The militants are now more skilled and more dangerous than al-Qaeda, according to Lahur Talabany, a top Kurdish counter-terrorism official. A different kind of ISIS has emerged, he says, which, to avoid being a target, no longer wants to control territory. Instead – like their predecessors in al-Qaeda before them – the extremists have gone underground in Iraq’s Hamrin Mountains.
“This is the hub for ISIS right now,” he said. “It’s a long range of mountains, and very difficult for the Iraqi army to control. There are a lot of hide-outs and caves.”

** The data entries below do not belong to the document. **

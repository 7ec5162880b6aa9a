//! Request helpers shared by the handlers

use axum::body::{Body, Bytes};
use axum::http::{HeaderMap, header};
use http_body_util::{BodyExt, LengthLimitError, Limited};

use crate::api::error::ApiError;

/// Parses and validates Content-Type header for application/json
///
/// Accepts `application/json` with or without parameters; rejects
/// lookalikes such as `application/jsonp` or `text/json`.
pub fn parse_content_type(content_type: &str) -> Result<mime::Mime, ApiError> {
    let media_type: mime::Mime = content_type
        .parse()
        .map_err(|_| ApiError::InvalidPayload(format!("invalid Content-Type: {content_type}")))?;

    if media_type.type_() != mime::APPLICATION || media_type.subtype() != mime::JSON {
        return Err(ApiError::InvalidPayload(format!(
            "Content-Type must be application/json, got: {}/{}",
            media_type.type_(),
            media_type.subtype()
        )));
    }

    Ok(media_type)
}

/// Require a JSON Content-Type header
pub fn require_json(headers: &HeaderMap) -> Result<(), ApiError> {
    let content_type = headers
        .get(header::CONTENT_TYPE)
        .and_then(|v| v.to_str().ok())
        .ok_or_else(|| ApiError::InvalidPayload("missing Content-Type header".into()))?;

    parse_content_type(content_type).map(drop)
}

/// Collect a request body, stopping as soon as it grows past `limit`
///
/// Runs after `RequestDecompressionLayer`, so the limit applies to the
/// decompressed size.
pub async fn read_body(body: Body, limit: usize) -> Result<Bytes, ApiError> {
    match Limited::new(body, limit).collect().await {
        Ok(collected) => Ok(collected.to_bytes()),
        Err(err) if err.downcast_ref::<LengthLimitError>().is_some() => {
            Err(ApiError::PayloadTooLarge { limit })
        }
        Err(err) => Err(ApiError::InvalidPayload(err.to_string())),
    }
}
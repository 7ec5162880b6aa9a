use std::time::Duration;

use async_trait::async_trait;
use thiserror::Error;

use crate::ledger::FailureReason;

/// Errors a unit of work can end with
#[derive(Debug, Error)]
pub enum FetchError {
    #[error("'{tool}' command not found")]
    ToolNotFound { tool: String },

    #[error("process exited unsuccessfully ({code:?}): {diagnostics}")]
    NonZeroExit {
        code: Option<i32>,
        diagnostics: String,
    },

    #[error("timed out after {0:?}")]
    TimedOut(Duration),

    #[error("I/O error: {0}")]
    Io(#[from] std::io::Error),
}

pub type Result<T> = std::result::Result<T, FetchError>;

impl From<FetchError> for FailureReason {
    fn from(err: FetchError) -> Self {
        match err {
            FetchError::ToolNotFound { tool } => FailureReason::ToolNotFound { tool },
            FetchError::NonZeroExit { code, diagnostics } => {
                FailureReason::ExitStatus { code, diagnostics }
            }
            FetchError::TimedOut(limit) => FailureReason::TimedOut {
                secs: limit.as_secs(),
            },
            FetchError::Io(e) => FailureReason::fault(e.to_string()),
        }
    }
}

/// The fetch-and-transcode step run for one URL
///
/// Implementations may take minutes and are always invoked outside the
/// ledger lock. They report through their return value only; recording
/// the outcome is the worker pool's job.
#[async_trait]
pub trait Fetcher: Send + Sync {
    /// Download and convert the resource behind `url`
    async fn fetch(&self, url: &str) -> Result<()>;

    /// Name of the external tool, for logs and health output
    fn tool(&self) -> &str;
}

#[cfg(test)]
mod tests {
    use super::*;

    #[test]
    fn test_fetch_error_maps_to_failure_reason() {
        let reason: FailureReason = FetchError::ToolNotFound {
            tool: "yt-dlp".to_string(),
        }
        .into();
        assert_eq!(reason.code(), "TOOL_NOT_FOUND");

        let reason: FailureReason = FetchError::NonZeroExit {
            code: Some(2),
            diagnostics: "ERROR: boom".to_string(),
        }
        .into();
        assert_eq!(reason.to_string(), "exited with code 2: ERROR: boom");

        let reason: FailureReason = FetchError::TimedOut(Duration::from_secs(90)).into();
        assert_eq!(reason, FailureReason::TimedOut { secs: 90 });

        let io = std::io::Error::new(std::io::ErrorKind::PermissionDenied, "denied");
        let reason: FailureReason = FetchError::Io(io).into();
        assert_eq!(reason.code(), "FAULT");
        assert!(reason.to_string().contains("denied"));
    }
}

The militants are benefitting from strained relations between Baghdad and the Kurdistan regional government. Kurdish intelligence officials estimate that ISIS is10,000 strong in Iraq with between 4,000 and 5,000 fighters, and a similar number of sleeper cells and sympathisers.
Reestablished In northern Iraq , ISIS is raising money by extorting payments from farmers under penalty of destroying crops. It also has investments in markets ranging from car sales and fish farming to production of cannabis. It is in the ungoverned spaces in eastern Syria and across northern Iraq, particularly in the border areas between the Kurdish regions of Iraq and those that the central government controls, that have been taken over by ISIS. And small ISIS units are operating in the Iraqi provinces of Nineveh, Salahuddin, Kirkuk, Diyala and Anbar.

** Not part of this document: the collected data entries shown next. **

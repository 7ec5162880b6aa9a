use super::models::Config;
use thiserror::Error;

#[derive(Debug, Error, PartialEq, Eq)]
pub enum ValidationError {
    #[error("workers.dequeue_timeout_ms must be positive")]
    ZeroDequeueTimeout,

    #[error("fetcher.binary must not be empty")]
    EmptyBinary,

    #[error("fetcher.output_dir must not be empty")]
    EmptyOutputDir,

    #[error("fetcher.audio_format must not be empty")]
    EmptyAudioFormat,

    #[error("fetcher.timeout_secs must be positive when set")]
    ZeroTimeout,
}

/// Validate the entire configuration
///
/// Only structural mistakes are errors. Recoverable values (worker count,
/// missing optional paths) were already normalized while loading.
pub fn validate(config: &Config) -> Result<(), ValidationError> {
    if config.workers.dequeue_timeout_ms == 0 {
        return Err(ValidationError::ZeroDequeueTimeout);
    }

    let fetcher = &config.fetcher;
    if fetcher.binary.trim().is_empty() {
        return Err(ValidationError::EmptyBinary);
    }
    if fetcher.output_dir.as_os_str().is_empty() {
        return Err(ValidationError::EmptyOutputDir);
    }
    if fetcher.audio_format.trim().is_empty() {
        return Err(ValidationError::EmptyAudioFormat);
    }
    if fetcher.timeout_secs == Some(0) {
        return Err(ValidationError::ZeroTimeout);
    }

    Ok(())
}
use std::sync::Arc;

use crate::config::Config;
use crate::ledger::StatusLedger;
use crate::observability::Metrics;
use crate::queue::TaskBroker;
use crate::storage::OutputDir;
use crate::worker::WorkerPool;

#[derive(Clone)]
pub struct AppState {
    pub config: Arc<Config>,
    pub broker: TaskBroker,
    pub pool: Arc<WorkerPool>,
    pub storage: Arc<OutputDir>,
    pub metrics: Arc<Metrics>,
}

impl AppState {
    pub fn new(
        config: Arc<Config>,
        broker: TaskBroker,
        pool: Arc<WorkerPool>,
        metrics: Arc<Metrics>,
    ) -> Self {
        let storage = OutputDir::new(config.fetcher.output_dir.clone());

        Self {
            config,
            broker,
            pool,
            storage: Arc::new(storage),
            metrics,
        }
    }

    pub fn ledger(&self) -> &StatusLedger {
        self.broker.ledger()
    }
}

ISIS has been recruiting followers among the tens of thousands of people housed in the Kurdish-run displacement camps in Syria, especially Al Hol, home to 70,000 people. To this must be added some 10,000 ISIS fighters in separate makeshift prisons.
More than a year after Trump’s declaration of victory over ISIS, the movement is rising from its ashes like the legendary phoenix. A politically ravaged Iraq, its government clinging precariously to power, has provided prime conditions for ISIS to stage its comeback. Unless the West takes notice reasonably soon, the five-year battles of 2014-2019 may have to be fought all over again.